0.024% = 908 mg/gallon
powder - no less than 1.5 teaspoons per gallon
liquid - no less than 9.5 ml per gallon

0.012% = 454 mg/gallon
powder - no less than 0.75 (3/4) teaspoons per gallon
liquid - no less than 4.75 ml per gallon

0.006% = 227 mg/gallon
powder - no less than 1/3 teaspoons per gallon
liquid - no less than 2.375 ml per gallon

It's safe stuff, so giving more won't hurt, but not giving enough sure could.

2 tsp of liquid = 10 ml = 960 mg
3 ml of liquid = 15 ml = 1440 mg

1 tsp powder weighs 2.7 gram to 3 grams, depending on the tsp, so 1 tsp = 540 mg to 600 mg. Make sense?

I know there are hundreds of posts that say the dose should be something different, but they are based on flawed math and flawed science. Trust me, the 0.024% (908 mg) dose is no less than 1.5 tsp per gallon.

2 tsp of Corid liquid = no less than 1.5 tsp of the powder.


----------



## casportpony (Aug 22, 2015)

nannypattyrn said:


> Someone pls renind me of the treatment for cocci or other bowel problems in banties. I'm not what's wrong or if my banty is even alive this morning. It's been pouring rain this morning and I haven't been able to get to the coop to check. I'm in town and need to pick something up for her. I've already lost one to this diarrhea and wasting thing.
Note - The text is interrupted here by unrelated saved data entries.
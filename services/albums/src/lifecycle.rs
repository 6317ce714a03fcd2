//! Publish-date gating and fixed-window expiry.
//!
//! An album becomes visible at its public date and stays visible for a fixed
//! number of calendar months. Expiry is computed when the album is read; nothing
//! is deleted when the window closes.
//!
//! Month addition is calendar arithmetic in UTC: the month field advances and
//! the day of month is clamped to the last valid day of the target month, so
//! Dec 31 + 2 months lands on Feb 28 (or Feb 29 in leap years). The window end
//! itself is still visible; the album is expired strictly after it.

use chrono::{DateTime, Months, Utc};
use serde::{Deserialize, Serialize};

/// Default visibility window
pub const DEFAULT_EXPIRY_WINDOW_MONTHS: u32 = 2;

/// Visibility of an album at a given instant
#[derive(Debug, Clone, Copy, PartialEq, Eq, Serialize, Deserialize)]
#[serde(rename_all = "snake_case")]
pub enum AlbumStatus {
    /// Before the public date
    NotPublic,
    /// Past the end of the visibility window
    Expired,
    Active,
}

impl AlbumStatus {
    pub fn as_str(&self) -> &'static str {
        match self {
            AlbumStatus::NotPublic => "not_public",
            AlbumStatus::Expired => "expired",
            AlbumStatus::Active => "active",
        }
    }
}

#[derive(Debug, Clone, Copy, PartialEq, Eq)]
pub struct ExpiryPolicy {
    window: Months,
}

impl ExpiryPolicy {
    pub fn new(window_months: u32) -> Self {
        Self {
            window: Months::new(window_months),
        }
    }

    /// Last instant at which an album published at `public_date` is visible
    pub fn expiry_date(&self, public_date: DateTime<Utc>) -> DateTime<Utc> {
        public_date
            .checked_add_months(self.window)
            .unwrap_or(DateTime::<Utc>::MAX_UTC)
    }

    /// Albums without a public date never expire
    pub fn is_expired(&self, now: DateTime<Utc>, public_date: Option<DateTime<Utc>>) -> bool {
        match public_date {
            Some(public_date) => now > self.expiry_date(public_date),
            None => false,
        }
    }

    pub fn status(&self, now: DateTime<Utc>, public_date: DateTime<Utc>) -> AlbumStatus {
        if now < public_date {
            AlbumStatus::NotPublic
        } else if self.is_expired(now, Some(public_date)) {
            AlbumStatus::Expired
        } else {
            AlbumStatus::Active
        }
    }
}

impl Default for ExpiryPolicy {
    fn default() -> Self {
        Self::new(DEFAULT_EXPIRY_WINDOW_MONTHS)
    }
}
use thiserror::Error;

/// Errors surfaced by album operations
#[derive(Error, Debug)]
pub enum AlbumError {
    #[error("Invalid album input: {0}")]
    Validation(String),

    #[error("Album {0} not found")]
    NotFound(String),

    #[error("None of the {total} uploaded files could be stored")]
    AllUploadsFailed { total: usize },

    #[error("Blob storage denied access: {0}")]
    StoragePermission(String),

    #[error("Blob storage timed out: {0}")]
    StorageTimeout(String),

    #[error("Document store unavailable: {0:#}")]
    Backend(#[source] anyhow::Error),

    #[error("Internal error: {0:#}")]
    Internal(#[source] anyhow::Error),
}

impl AlbumError {
    pub fn validation(message: impl Into<String>) -> Self {
        Self::Validation(message.into())
    }

    /// Machine-readable code used in API error bodies
    pub fn code(&self) -> &'static str {
        match self {
            Self::Validation(_) => "VALIDATION_ERROR",
            Self::NotFound(_) => "NOT_FOUND",
            Self::AllUploadsFailed { .. } => "NO_VALID_FILES",
            Self::StoragePermission(_) => "STORAGE_FORBIDDEN",
            Self::StorageTimeout(_) => "STORAGE_TIMEOUT",
            Self::Backend(_) => "BACKEND_UNAVAILABLE",
            Self::Internal(_) => "INTERNAL_ERROR",
        }
    }
}

/// Failures of blob storage writes and deletes
#[derive(Error, Debug)]
pub enum BlobError {
    #[error("Access denied for {key}")]
    PermissionDenied { key: String },

    #[error("Timed out writing {key}")]
    Timeout { key: String },

    #[error("Blob storage error: {0:#}")]
    Other(#[from] anyhow::Error),
}

impl BlobError {
    /// Permission and timeout failures point at the storage setup rather than a single file
    pub fn is_infrastructural(&self) -> bool {
        matches!(self, Self::PermissionDenied { .. } | Self::Timeout { .. })
    }
}

/// Why a single file of an upload batch was not stored
#[derive(Error, Debug)]
pub enum FileError {
    #[error("Unsupported media type {0}")]
    UnsupportedType(String),

    #[error("File is {size} bytes, limit is {limit}")]
    TooLarge { size: u64, limit: u64 },

    #[error("Failed to read staged upload: {0}")]
    Staging(#[source] std::io::Error),

    #[error(transparent)]
    Storage(#[from] BlobError),
}

pub type Result<T, E = AlbumError> = std::result::Result<T, E>;

#[cfg(test)]
mod tests {
    use super::*;

    #[test]
    fn test_blob_error_classification() {
        let denied = BlobError::PermissionDenied { key: "k".into() };
        let timeout = BlobError::Timeout { key: "k".into() };
        let other = BlobError::Other(anyhow::anyhow!("boom"));

        assert!(denied.is_infrastructural());
        assert!(timeout.is_infrastructural());
        assert!(!other.is_infrastructural());
    }

    #[test]
    fn test_error_codes() {
        assert_eq!(AlbumError::validation("x").code(), "VALIDATION_ERROR");
        assert_eq!(AlbumError::NotFound("abc".into()).code(), "NOT_FOUND");
        assert_eq!(AlbumError::AllUploadsFailed { total: 2 }.code(), "NO_VALID_FILES");
    }
}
Corid, AmproMed, Amprol, etc.

FDA recommendations:
http://www.accessdata.fda.gov/scripts/animaldrugsatfda/details.cfm?dn=013-149
"Chickens
Indications: For the treatment of coccidiosis.
Amount: Administer at the 0.012 percent level in drinking water as soon as coccidiosis is diagnosed and continue for 3 to 5 days (in severe outbreaks, give amprolium at the 0.024 percent level); continue with 0.006 percent amprolium-medicated water for an additional 1 to 2 weeks."


----------



## nannypattyrn (Aug 23, 2015)

Thx, ya'll! I discovered a huge growth on her bum. Closer insection revealed some kind of tumor. It wasn't coming from the vent but below it. We opted to cull because she was too weak and I didn't want her to suffer anymore.


----------



## casportpony (Aug 22, 2015)

nannypattyrn said:


> Thx, ya'll! I discovered a huge growth on her bum. Closer insection revealed some kind of tumor. It wasn't coming from the vent but below it. We opted to cull because she was too weak and I didn't want her to suffer anymore.


So sorry. Marek's?


----------



## nannypattyrn (Aug 23, 2015)

I don't think so, Kathy. She had no other symptoms of nervous system involvement. She was up and out with the flock less than a week ago. I'm thinking more like tumor, egg bound, or bowel protrusion something on that order. I had treated her for vent gleet over a month ago, so evidently this has been going on for awhile. She was laing up until about a week or so ago.


----------



## casportpony (Aug 22, 2015)

nannypattyrn said:


> I don't think so, Kathy. She had no other symptoms of nervous system involvement. She was up and out with the flock less than a week ago. I'm thinking more like tumor, egg bound, or bowel protrusion something on that order. I had treated her for vent gleet over a month ago, so evidently this has been going on for awhile. She was laing up until about a week or so ago.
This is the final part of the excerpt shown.